> _WORK REQUIRED_:
From the first line to the last, return the data exactly as it stands.

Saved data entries
------

//! Tic-tac-toe with a time-travel move history.
//!
//! # Architecture
//!
//! - **Rules**: pure functions over one board (winner, fill count, status)
//! - **Store**: every board snapshot plus the index on display
//! - **Game**: playing moves (discarding any undone future) and jumping
//! - **View**: values derived from the store for rendering
//!
//! # Example
//!
//! ```
//! use timetravel_core::{Game, Position};
//!
//! let mut game = Game::new();
//! game.click(Position::Center);
//! assert_eq!(game.view().status().to_string(), "Next player: O");
//!
//! game.jump(0);
//! game.click(Position::TopLeft);
//! assert_eq!(game.store().history().len(), 2);
//! ```

#![warn(missing_docs)]
#![forbid(unsafe_code)]

mod action;
mod click;
mod game;
mod history;
mod position;
mod store;
mod types;
mod view;

pub mod invariants;
pub mod rules;

pub use action::{Action, ActionOutcome};
pub use click::{ClickOutcome, board_after_click};
pub use game::Game;
pub use history::History;
pub use position::Position;
pub use rules::Status;
pub use store::HistoryStore;
pub use types::{Board, Player, Square};
pub use view::{GameView, HistoryEntry};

------

> _EXPECTED ANSWER_:
//! Tic-tac-toe with a time-travel move history.
//!
//! # Architecture
//!
//! - **Rules**: pure functions over one board (winner, fill count, status)
//! - **Store**: every board snapshot plus the index on display
//! - **Game**: playing moves (discarding any undone future) and jumping
//! - **View**: values derived from the store for rendering
//!
//! # Example
//!
//! ```
//! use timetravel_core::{Game, Position};
//!
//! let mut game = Game::new();
//! game.click(Position::Center);
//! assert_eq!(game.view().status().to_string(), "Next player: O");
//!
//! game.jump(0);
//! game.click(Position::TopLeft);
//! assert_eq!(game.store().history().len(), 2);
//! ```

#![warn(missing_docs)]
#![forbid(unsafe_code)]

mod action;
mod click;
mod game;
mod history;
mod position;
mod store;
mod types;
mod view;

pub mod invariants;
pub mod rules;

pub use action::{Action, ActionOutcome};
pub use click::{ClickOutcome, board_after_click};
pub use game::Game;
pub use history::History;
pub use position::Position;
pub use rules::Status;
pub use store::HistoryStore;
pub use types::{Board, Player, Square};
pub use view::{GameView, HistoryEntry};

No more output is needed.